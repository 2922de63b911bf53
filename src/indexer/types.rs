//! Types for the Blockbook explorer REST API (`/api/v2`).

use serde::{Deserialize, Deserializer, Serialize};

/// Chain status from `/api/v2/api`.
#[derive(Debug, Clone, Serialize, Deserialize)]
pub struct ExplorerStatus {
	pub backend: BackendStatus,
}

/// Node section of the chain status.
#[derive(Debug, Clone, Serialize, Deserialize)]
pub struct BackendStatus {
	/// Current chain tip height known to the node.
	pub blocks: u64,
}

/// Lite UTXO as returned by `/api/v2/utxo/{key}`.
///
/// Only identifies the output; script, type and confirmation status are resolved
/// separately through the owning transaction.
#[derive(Debug, Clone, PartialEq, Eq, Serialize, Deserialize)]
pub struct LiteUtxo {
	/// The transaction hash.
	pub txid: String,
	/// Output index within the transaction.
	pub vout: u32,
	/// Output value in satoshis.
	#[serde(deserialize_with = "de_sats")]
	pub value: u64,
	/// Block height, absent for mempool outputs.
	#[serde(default)]
	pub height: Option<u64>,
	#[serde(default)]
	pub confirmations: u64,
	/// Derivation path, present when the query key was an xpub.
	#[serde(default)]
	pub path: Option<String>,
	#[serde(default)]
	pub address: Option<String>,
}

/// Transaction in node format from `/api/v2/tx-specific/{txid}`.
#[derive(Debug, Clone, Serialize, Deserialize)]
pub struct SpecificTx {
	pub txid: String,
	#[serde(default)]
	pub confirmations: u64,
	pub vout: Vec<SpecificVout>,
}

/// Output in node format; `value` is expressed in whole coins.
#[derive(Debug, Clone, Serialize, Deserialize)]
pub struct SpecificVout {
	pub value: f64,
	pub n: u32,
	#[serde(rename = "scriptPubKey")]
	pub script_pub_key: ScriptPubKey,
}

#[derive(Debug, Clone, Serialize, Deserialize)]
pub struct ScriptPubKey {
	#[serde(default)]
	pub hex: String,
	/// Script class as reported by the node (`pubkeyhash`, `coldstake`, ...).
	#[serde(rename = "type", default)]
	pub script_type: String,
}

/// Transaction in explorer format, as embedded in history pages and `/api/v2/tx/{txid}`.
#[derive(Debug, Clone, Serialize, Deserialize)]
pub struct ExplorerTx {
	pub txid: String,
	#[serde(default)]
	pub vin: Vec<ExplorerTxIo>,
	#[serde(default)]
	pub vout: Vec<ExplorerTxIo>,
	/// Block height, `-1` for mempool transactions.
	#[serde(rename = "blockHeight", default)]
	pub block_height: i64,
	#[serde(rename = "blockTime", default)]
	pub block_time: i64,
	#[serde(default)]
	pub confirmations: u64,
	/// Number of shielded outputs; the explorer spells the field `shielOuts`.
	#[serde(
		rename = "shielOuts",
		alias = "shieldedOutputs",
		default,
		skip_serializing_if = "Option::is_none"
	)]
	pub shield_outputs: Option<u64>,
	/// Signed net value moved out of the shielded pool, in satoshis.
	#[serde(
		rename = "valueBalanceSat",
		default,
		deserialize_with = "de_opt_signed_sats",
		skip_serializing_if = "Option::is_none"
	)]
	pub value_balance_sat: Option<i64>,
}

impl ExplorerTx {
	/// Height of a confirmed transaction.
	pub fn confirmed_height(&self) -> Option<u64> {
		u64::try_from(self.block_height).ok().filter(|h| *h > 0)
	}
}

/// One input or output of an explorer transaction.
#[derive(Debug, Clone, Default, Serialize, Deserialize)]
pub struct ExplorerTxIo {
	#[serde(default)]
	pub addresses: Option<Vec<String>>,
	#[serde(default, deserialize_with = "de_opt_sats")]
	pub value: Option<u64>,
}

impl ExplorerTxIo {
	pub fn addresses(&self) -> &[String] {
		self.addresses.as_deref().unwrap_or_default()
	}

	pub fn value(&self) -> u64 {
		self.value.unwrap_or(0)
	}
}

/// Derived address of an xpub, with its derivation path.
#[derive(Debug, Clone, Serialize, Deserialize)]
pub struct AddressToken {
	/// The address itself.
	pub name: String,
	#[serde(default)]
	pub path: Option<String>,
}

/// One page of `/api/v2/{address|xpub}/{key}?details=txs`.
#[derive(Debug, Clone, Default, Serialize, Deserialize)]
pub struct HistoryPage {
	#[serde(default)]
	pub page: u32,
	#[serde(rename = "totalPages", default)]
	pub total_pages: u32,
	/// Page size the explorer applied to this request.
	#[serde(rename = "itemsOnPage", default)]
	pub items_on_page: Option<u32>,
	/// Omitted by the explorer when the range holds no transactions.
	#[serde(default)]
	pub transactions: Vec<ExplorerTx>,
	/// Address to path mapping, only present for xpub queries.
	#[serde(default)]
	pub tokens: Vec<AddressToken>,
}

/// Height bounds and size of a history page request.
#[derive(Debug, Clone, Copy, PartialEq, Eq)]
pub struct PageQuery {
	/// Lowest block height included.
	pub from: Option<u64>,
	/// Highest block height included.
	pub to: Option<u64>,
	pub page_size: u32,
}

/// The key the explorer is queried with: one address, or an account xpub.
#[derive(Debug, Clone, PartialEq, Eq)]
pub enum WalletIdentity {
	Address(String),
	Xpub(String),
}

impl WalletIdentity {
	pub fn as_str(&self) -> &str {
		match self {
			WalletIdentity::Address(key) | WalletIdentity::Xpub(key) => key,
		}
	}

	pub fn is_hd(&self) -> bool {
		matches!(self, WalletIdentity::Xpub(_))
	}

	/// Path segment of the history endpoint.
	pub fn endpoint(&self) -> &'static str {
		match self {
			WalletIdentity::Address(_) => "address",
			WalletIdentity::Xpub(_) => "xpub",
		}
	}
}

/// Response of `/api/v2/sendtx/`.
#[derive(Debug, Clone, Default, Serialize, Deserialize)]
pub struct SendTxResponse {
	#[serde(default)]
	pub result: Option<String>,
	#[serde(default)]
	pub error: Option<serde_json::Value>,
}

impl SendTxResponse {
	/// The broadcast txid, when the explorer accepted the transaction.
	pub fn txid(&self) -> Option<&str> {
		self.result.as_deref().filter(|txid| txid.len() == 64)
	}

	/// Rejection reason, flattened from the explorer's error payload.
	pub fn reason(&self) -> String {
		match &self.error {
			Some(serde_json::Value::String(message)) => message.clone(),
			Some(serde_json::Value::Object(map)) => map
				.get("message")
				.and_then(|m| m.as_str())
				.map(str::to_string)
				.unwrap_or_else(|| serde_json::Value::Object(map.clone()).to_string()),
			Some(other) => other.to_string(),
			None => self
				.result
				.clone()
				.unwrap_or_else(|| "Unknown broadcast error".to_string()),
		}
	}
}

/// Error types for explorer operations
#[derive(Debug, thiserror::Error)]
pub enum IndexerError {
	#[error("HTTP error: {0}")]
	HttpError(#[from] reqwest::Error),

	#[error("JSON parse error: {0}")]
	JsonError(#[from] serde_json::Error),

	#[error("Explorer error: {0}")]
	ExplorerError(String),

	#[error("Broadcast rejected: {0}")]
	BroadcastRejected(String),
}

impl IndexerError {
	/// Transport or payload failure, as opposed to a rejected transaction.
	pub fn is_network(&self) -> bool {
		!matches!(self, IndexerError::BroadcastRejected(_))
	}
}

#[derive(Deserialize)]
#[serde(untagged)]
enum RawAmount {
	Text(String),
	Unsigned(u64),
	Signed(i64),
}

impl RawAmount {
	fn signed<E: serde::de::Error>(self) -> Result<i64, E> {
		match self {
			RawAmount::Text(text) => text
				.trim()
				.parse::<i64>()
				.map_err(|_| E::custom(format!("invalid amount '{}'", text))),
			RawAmount::Unsigned(value) => i64::try_from(value).map_err(E::custom),
			RawAmount::Signed(value) => Ok(value),
		}
	}

	fn unsigned<E: serde::de::Error>(self) -> Result<u64, E> {
		let value = self.signed::<E>()?;
		u64::try_from(value).map_err(|_| E::custom(format!("negative amount {}", value)))
	}
}

fn de_sats<'de, D: Deserializer<'de>>(deserializer: D) -> Result<u64, D::Error> {
	RawAmount::deserialize(deserializer)?.unsigned()
}

fn de_opt_sats<'de, D: Deserializer<'de>>(deserializer: D) -> Result<Option<u64>, D::Error> {
	Option::<RawAmount>::deserialize(deserializer)?
		.map(RawAmount::unsigned)
		.transpose()
}

fn de_opt_signed_sats<'de, D: Deserializer<'de>>(
	deserializer: D,
) -> Result<Option<i64>, D::Error> {
	Option::<RawAmount>::deserialize(deserializer)?
		.map(RawAmount::signed)
		.transpose()
}
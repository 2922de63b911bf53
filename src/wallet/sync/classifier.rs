use crate::config::ChainParams;
use crate::indexer::{ExplorerTx, ExplorerTxIo};
use crate::wallet::{AddressPathIndex, HistoricalTx, HistoricalTxType};
use tracing::debug;

/// Label shown in place of script (contract) output addresses.
pub const CONTRACT_LABEL: &str = "Contract";

/// Turns raw explorer transactions into wallet-relative history entries.
#[derive(Debug, Clone)]
pub struct TxClassifier {
	chain: ChainParams,
}

impl TxClassifier {
	pub fn new(chain: ChainParams) -> Self {
		Self { chain }
	}

	/// Classify one transaction against the wallet's addresses.
	///
	/// Returns `None` when the transaction moves nothing from the wallet's point of view.
	pub fn classify(&self, tx: &ExplorerTx, index: &AddressPathIndex) -> Option<HistoricalTx> {
		let delta = owned_sum(&tx.vout, index) - owned_sum(&tx.vin, index);
		let shielded = tx.shield_outputs.is_some();
		let shield_balance = tx.value_balance_sat.unwrap_or(delta);

		let senders: Vec<String> = tx
			.vin
			.iter()
			.flat_map(|input| input.addresses().iter().cloned())
			.collect();
		let receivers: Vec<String> = tx
			.vout
			.iter()
			.flat_map(|output| output.addresses().iter())
			.map(|address| {
				if address.starts_with(self.chain.contract_prefix) {
					CONTRACT_LABEL.to_string()
				} else {
					address.clone()
				}
			})
			.collect();

		let is_coinstake = tx
			.vout
			.first()
			.and_then(|output| output.addresses().first())
			.is_some_and(|address| address.starts_with(self.chain.coinstake_marker));

		let mut delegated: i64 = 0;
		let mut delegation_target: Option<String> = None;

		let (tx_type, amount) = if !shielded && is_coinstake {
			(HistoricalTxType::Stake, delta)
		} else if delta > 0 {
			let amount = if shielded { shield_balance } else { delta };
			(HistoricalTxType::Received, amount)
		} else if delta < 0 {
			for input in &tx.vin {
				if self.is_staking_io(input) {
					delegated -= input.value() as i64;
				}
			}
			for output in &tx.vout {
				if let Some(address) = output
					.addresses()
					.iter()
					.find(|address| address.starts_with(self.chain.staking_prefix))
				{
					delegation_target = Some(address.clone());
					delegated += output.value() as i64;
				}
			}

			if delegated > 0 {
				(HistoricalTxType::Delegation, delegated)
			} else if delegated < 0 {
				(HistoricalTxType::Undelegation, delegated)
			} else {
				let amount = if shielded { shield_balance } else { delta };
				(HistoricalTxType::Sent, amount)
			}
		} else {
			(HistoricalTxType::Unknown, delta)
		};

		let amount_sats = amount.unsigned_abs();
		if amount_sats == 0 {
			debug!("Skipping {} with no net effect on the wallet", tx.txid);
			return None;
		}

		let receivers = match delegation_target {
			Some(target) if delegated != 0 => vec![target],
			_ => receivers,
		};

		Some(HistoricalTx {
			tx_type,
			id: tx.txid.clone(),
			senders,
			receivers,
			shielded_outputs: shielded,
			time: tx.block_time,
			block_height: tx.confirmed_height(),
			amount_sats,
		})
	}

	/// Classify a page of transactions, keeping the explorer's order.
	pub fn classify_batch(&self, txs: &[ExplorerTx], index: &AddressPathIndex) -> Vec<HistoricalTx> {
		txs.iter().filter_map(|tx| self.classify(tx, index)).collect()
	}

	fn is_staking_io(&self, io: &ExplorerTxIo) -> bool {
		io.addresses()
			.iter()
			.any(|address| address.starts_with(self.chain.staking_prefix))
	}
}

/// Sum of the entries that pay to or spend from one of the wallet's addresses.
fn owned_sum(entries: &[ExplorerTxIo], index: &AddressPathIndex) -> i64 {
	entries
		.iter()
		.filter(|entry| index.owns_any(entry.addresses()))
		.map(|entry| entry.value() as i64)
		.sum()
}

#[cfg(test)]
mod tests {
	use super::*;
	use serde_json::json;

	const OURS: &str = "DOwnedAddress1";
	const OTHER: &str = "DForeignAddress";
	const STAKER: &str = "SColdStaker111";

	fn classifier() -> TxClassifier {
		TxClassifier::new(ChainParams::MAINNET)
	}

	fn index() -> AddressPathIndex {
		let mut index = AddressPathIndex::new();
		index.insert(OURS, "m/44'/119'/0'/0/0");
		index
	}

	fn tx(value: serde_json::Value) -> ExplorerTx {
		serde_json::from_value(value).unwrap()
	}

	#[test]
	fn test_received() {
		let raw = tx(json!({
			"txid": "aa",
			"blockHeight": 100,
			"blockTime": 1_700_000_000,
			"vin": [{ "addresses": [OTHER], "value": "600000000" }],
			"vout": [
				{ "addresses": [OURS], "value": "500000000" },
				{ "addresses": [OTHER], "value": "90000000" }
			]
		}));

		let entry = classifier().classify(&raw, &index()).unwrap();
		assert_eq!(entry.tx_type, HistoricalTxType::Received);
		assert_eq!(entry.amount(), 5.0);
		assert_eq!(entry.block_height, Some(100));
		assert_eq!(entry.senders, vec![OTHER]);
	}

	#[test]
	fn test_stake() {
		let raw = tx(json!({
			"txid": "bb",
			"vin": [{ "addresses": [OURS], "value": "1000000000" }],
			"vout": [
				{ "addresses": ["CoinStake TX"], "value": "0" },
				{ "addresses": [OURS], "value": "1200000000" }
			]
		}));

		let entry = classifier().classify(&raw, &index()).unwrap();
		assert_eq!(entry.tx_type, HistoricalTxType::Stake);
		assert_eq!(entry.amount_sats, 200_000_000);
	}

	#[test]
	fn test_delegation() {
		let raw = tx(json!({
			"txid": "cc",
			"vin": [{ "addresses": [OURS], "value": "300000000" }],
			"vout": [{ "addresses": [STAKER, OTHER], "value": "300000000" }]
		}));

		let entry = classifier().classify(&raw, &index()).unwrap();
		assert_eq!(entry.tx_type, HistoricalTxType::Delegation);
		assert_eq!(entry.amount(), 3.0);
		assert_eq!(entry.receivers, vec![STAKER]);
	}

	#[test]
	fn test_undelegation() {
		let raw = tx(json!({
			"txid": "dd",
			"vin": [{ "addresses": [STAKER, OURS], "value": "400000000" }],
			"vout": [
				{ "addresses": [OURS], "value": "100000000" },
				{ "addresses": [OTHER], "value": "299990000" }
			]
		}));

		let entry = classifier().classify(&raw, &index()).unwrap();
		assert_eq!(entry.tx_type, HistoricalTxType::Undelegation);
		assert_eq!(entry.amount_sats, 400_000_000);
		assert_eq!(entry.receivers, vec![OURS, OTHER]);
	}

	#[test]
	fn test_zero_delta_is_discarded() {
		let raw = tx(json!({
			"txid": "ee",
			"vin": [{ "addresses": [OURS], "value": "100000000" }],
			"vout": [{ "addresses": [OURS], "value": "100000000" }]
		}));
		assert!(classifier().classify(&raw, &index()).is_none());
	}

	#[test]
	fn test_sent_to_contract() {
		let raw = tx(json!({
			"txid": "ff",
			"blockHeight": -1,
			"vin": [{ "addresses": [OURS], "value": "200000000" }],
			"vout": [
				{ "addresses": ["OP_RETURN 6a"], "value": "0" },
				{ "addresses": [OTHER], "value": "150000000" }
			]
		}));

		let entry = classifier().classify(&raw, &index()).unwrap();
		assert_eq!(entry.tx_type, HistoricalTxType::Sent);
		assert_eq!(entry.amount_sats, 200_000_000);
		assert_eq!(entry.receivers, vec![CONTRACT_LABEL, OTHER]);
		assert_eq!(entry.block_height, None);
	}

	#[test]
	fn test_shielded_amounts_use_value_balance() {
		let sent = tx(json!({
			"txid": "11",
			"shielOuts": 1,
			"valueBalanceSat": "-250000000",
			"vin": [{ "addresses": [OURS], "value": "300000000" }],
			"vout": [{ "addresses": [OURS], "value": "49990000" }]
		}));
		let entry = classifier().classify(&sent, &index()).unwrap();
		assert_eq!(entry.tx_type, HistoricalTxType::Sent);
		assert!(entry.shielded_outputs);
		assert_eq!(entry.amount_sats, 250_000_000);

		let received = tx(json!({
			"txid": "22",
			"shielOuts": 0,
			"valueBalanceSat": 70000000,
			"vin": [],
			"vout": [{ "addresses": [OURS], "value": "70000000" }]
		}));
		let entry = classifier().classify(&received, &index()).unwrap();
		assert_eq!(entry.tx_type, HistoricalTxType::Received);
		assert_eq!(entry.amount_sats, 70_000_000);
	}

	#[test]
	fn test_shielded_coinstake_is_not_a_stake() {
		let raw = tx(json!({
			"txid": "33",
			"shielOuts": 2,
			"valueBalanceSat": "100000000",
			"vin": [],
			"vout": [{ "addresses": ["CoinStake"], "value": "0" }, { "addresses": [OURS], "value": "100000000" }]
		}));
		let entry = classifier().classify(&raw, &index()).unwrap();
		assert_eq!(entry.tx_type, HistoricalTxType::Received);
	}

	#[test]
	fn test_batch_filters_and_keeps_order() {
		let txs = vec![
			tx(json!({ "txid": "a", "vout": [{ "addresses": [OURS], "value": "1" }] })),
			tx(json!({ "txid": "b", "vout": [{ "addresses": [OTHER], "value": "1" }] })),
			tx(json!({ "txid": "c", "vout": [{ "addresses": [OURS], "value": "2" }] })),
		];
		let ids: Vec<String> = classifier()
			.classify_batch(&txs, &index())
			.into_iter()
			.map(|entry| entry.id)
			.collect();
		assert_eq!(ids, vec!["a", "c"]);
	}
}
use serde::{Deserialize, Serialize};
use std::collections::HashSet;
use thiserror::Error;

const PROFILES_JSON: &str = include_str!("../assets/profiles.json");

#[derive(Debug, Clone, Copy, PartialEq, Eq, Serialize, Deserialize)]
#[serde(rename_all = "lowercase")]
pub enum Category {
    Individual,
    Group,
}

impl Category {
    pub fn badge(self) -> &'static str {
        match self {
            Category::Individual => "👤 Individual",
            Category::Group => "👥 Group",
        }
    }
}

/// One profile in the swipe deck.
#[derive(Debug, Clone, PartialEq, Eq, Serialize, Deserialize)]
pub struct Card {
    pub id: String,
    pub name: String,
    pub category: Category,
    pub skills: Vec<String>,
    pub description: String,
}

#[derive(Debug, Clone, PartialEq, Eq)]
pub struct Avatar {
    pub id: String,
    pub name: String,
    pub glyph: &'static str,
}

const AVATAR_GLYPHS: [(&str, &str); 3] = [
    ("calm-cat", "🐱"),
    ("focused-fox", "🦊"),
    ("bright-bear", "🐻"),
];

#[derive(Debug, Error)]
pub enum DataError {
    #[error("could not parse profiles: {0}")]
    Parse(#[from] serde_json::Error),

    #[error("profile {index} is invalid: {reason}")]
    InvalidProfile { index: usize, reason: String },

    #[error("no profiles available")]
    Empty,
}

#[derive(Debug, Deserialize)]
struct RawProfile {
    id: String,
    name: String,
    #[serde(rename = "type")]
    category: Category,
    #[serde(default)]
    skills: Vec<String>,
    #[serde(default, alias = "workStyle")]
    work_style: String,
}

/// Cards bundled with the app, in deck order.
pub fn load_profiles() -> Result<Vec<Card>, DataError> {
    parse_profiles(PROFILES_JSON)
}

pub fn parse_profiles(text: &str) -> Result<Vec<Card>, DataError> {
    let raw_profiles: Vec<RawProfile> = serde_json::from_str(text)?;

    if raw_profiles.is_empty() {
        return Err(DataError::Empty);
    }

    let mut seen = HashSet::new();
    let mut cards = Vec::with_capacity(raw_profiles.len());

    for (index, raw) in raw_profiles.into_iter().enumerate() {
        let name = raw.name.trim().to_string();
        if name.is_empty() {
            return Err(DataError::InvalidProfile {
                index,
                reason: "name is empty".to_string(),
            });
        }

        let id = raw.id.trim().to_string();
        if id.is_empty() {
            return Err(DataError::InvalidProfile {
                index,
                reason: "id is empty".to_string(),
            });
        }
        if !seen.insert(id.clone()) {
            return Err(DataError::InvalidProfile {
                index,
                reason: format!("duplicate id '{}'", id),
            });
        }

        let skills = raw
            .skills
            .into_iter()
            .map(|skill| skill.trim().to_string())
            .filter(|skill| !skill.is_empty())
            .collect();

        cards.push(Card {
            id,
            name,
            category: raw.category,
            skills,
            description: raw.work_style.trim().to_string(),
        });
    }

    Ok(cards)
}

pub fn avatar_options() -> Vec<Avatar> {
    AVATAR_GLYPHS
        .iter()
        .map(|&(id, glyph)| Avatar {
            id: id.to_string(),
            name: display_name(id),
            glyph,
        })
        .collect()
}

fn display_name(id: &str) -> String {
    id.split(|c: char| c == '_' || c == '-' || c == ' ')
        .filter(|segment| !segment.is_empty())
        .map(|segment| {
            let mut chars = segment.chars();
            match chars.next() {
                Some(first) => first.to_uppercase().collect::<String>()
                    + &chars.as_str().to_lowercase(),
                None => String::new(),
            }
        })
        .collect::<Vec<String>>()
        .join(" ")
}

- - -

▶ **Work request**: The records are given above. Copy each line in them that holds "deck".

▶ **Task result**:
/// One profile in the swipe deck.
/// Cards bundled with the app, in deck order.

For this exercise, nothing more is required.